Les Israéliens ont brandi la même arme, au même endroit, 3000 ans plus tard, parce qu’ils voulaient faire des Palestiniens des esclaves, ils ne voulaient surtout pas les libérer. Oui, le sexe rend aveugle. Saint Augustin a mis à jour l’histoire biblique de Samson dans son contexte, peu de temps après la chute de l’Empire romain, écrivant : « Il est clair que le péché est la cause primaire de la servitude ». Ce qui signifie qu’un « homme bon, même réduit en esclavage, est libre ; tandis qu’un homme vicieux, même s’il est roi, est un esclave. Car il sert, non pas un seul maître, mais, ce qui est pire, autant de maîtres qu’il a de vices » [2].
L’homme a été libre tant qu’il a été moral, c’est-à-dire aussi longtemps qu’il a agi selon ce que la raison pratique lui enjoignait. L’homme n’est pas libre en étant irrationnel. Il peut utiliser sa liberté pour s’adonner à la passion, mais alors il tombe en esclavage. La pornographie faisait partie de la culture romaine, comme on le voit clairement sur les mosaïques des bordels de Pompéi. Après la chute de Rome, la pornographie disparut parce que l’Europe chrétienne fonda sa culture sur le principe augustinien selon lequel un homme a autant de maîtres que de vices.
Brutalement, 1300 ans plus tard, le monde s’est retrouvé cul par-dessus tête. Le terme, pour ce genre de changement en politique, c’est révolution. La pornographie est revenue dans la culture occidentale en tant qu’arme au XVIIIe siècle. J’en veux pour preuve les versions illustrées du Justine du marquis de Sade, qui parurent au Palais Royal peu avant la Révolution française et devinrent autant d’outils, ouvrant la porte à la révolution politique. Je rappelle que le marquis de Sade démarra la Révolution française depuis sa cellule à la Bastille. Il écrivit que « l’état de l’homme moral est un état de tranquillité et de paix, alors que l’homme immoral est en état d’agitation perpétuelle. » Cela aurait pu être écrit par saint Augustin. Il aurait pu dire : « Si tu veux être libre, sois moral ». Mais, tournant la chose à l’envers, le marquis de Sade aurait pu dire aux tyrans qui allaient surgir au cours de la Révolution française : « Si vous voulez réduire une population en esclavage, il faut faire la promotion du vice ». Le marquis de Sade, c’est simplement saint Augustin retourné. Il avait compris que pour faire une révolution, il fallait commencer par subvertir la morale du peuple. Pour y parvenir, le marquis de Sade proposait de montrer des femmes nues dans les théâtres. Mais le problème était le suivant : dans un grand théâtre on a du mal à voir de près les filles, et dans un petit théâtre, si les filles sont bien visibles, le public est réduit.

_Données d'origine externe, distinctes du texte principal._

//! # strata-store
//!
//! Build identities, manifests and copy-on-write layer storage for strata.
//!
//! ## Quick Start
//!
//! ```no_run
//! use strata_store::{BuildId, BuildInfo, BuildType, DirDriver, StorageDriver, Tag};
//!
//! # async fn example() -> strata_store::Result<()> {
//! let driver = DirDriver::open("/var/lib/strata").await?;
//!
//! // Allocate a root, populate it, then seal it.
//! let id = BuildId::new(BuildType::Image);
//! let layer = driver.create_empty("alpine", &id).await?;
//! std::fs::write(layer.path().join("hello"), "world")?;
//! driver.finalize(layer).await?;
//!
//! driver.store_manifest(&BuildInfo::new(id.clone(), "alpine", None)).await?;
//! driver.tag(&id, &Tag::latest()).await?;
//! assert_eq!(driver.resolve("alpine").await?, id);
//! # Ok(())
//! # }
//! ```
//!
//! ## Features
//!
//! - **Self-validating IDs**: type prefix, random payload and a checksum
//! - **Tag moves**: tagging a build detaches the tag from its previous owner
//! - **Parent protection**: layers with live clones cannot be dropped

mod dir;
mod driver;
mod error;
mod id;
mod manifest;

pub use dir::{copy_tree, DirDriver};
pub use driver::{detach_key, Layer, StorageDriver};
pub use error::{Result, StoreError};
pub use id::{validate_name, BuildId, BuildKey, BuildType, Tag, BUILD_ID_LEN, DEFAULT_TAG};
pub use manifest::{BootEntry, BuildInfo};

La technologie nous a livré la solution. La pornographie est toujours une fonction de la technologie. Et la suite, ce sont 200 ans de méthodes de contrôle de plus en plus raffinées, une emprise basée sur les avancées de la technologie de pointe. Une percée décisive, ce fut le cinéma, une invention qui suscita une guerre civile culturelle de la part des deux principaux groupes religieux en Amérique, les protestants et les catholiques, pendant les années 1920. Mais Hollywood fut créé et en une décennie on s’est servi de l’industrie des images animées comme d’une arme contre le peuple des USA, qui étaient offusqués par sa promotion de l’obscénité et exigeaient que le gouvernement prenne des mesures. Lorsque les protestants, sous l’égide de Will Hays [3], échouèrent à régner sur l’obscénité, les catholiques instituèrent un boycott qui menaçait de conduire Hollywood à la faillite, on recula, et le Code de la production fut institué en 1934. Puis la pornographie servit d’arme à nouveau en Allemagne. Dans la période qui suivit la défaite de l’Allemagne en 1919, des gens comme Magnus Hirschfeld « amenèrent » Hitler au pouvoir, dans la mesure même des tentatives flagrantes pour promouvoir l’homosexualité [4], véhiculées par son Institut pour la science sexuelle.
En 1947 les USA ont déchiré le plan Morgenthau, pour affamer la population germanique conquise, et l’ont remplacé par le Plan Marshall, afin de restaurer l’Allemagne comme un rempart contre le communisme soviétique. Cela voulait dire injecter de l’argent dans l’économie et s’assurer que les Allemands aient quelque chose à acheter aux Alliés. Pour cela, ils importèrent 150 tonnes de matériel obscène en Allemagne [5].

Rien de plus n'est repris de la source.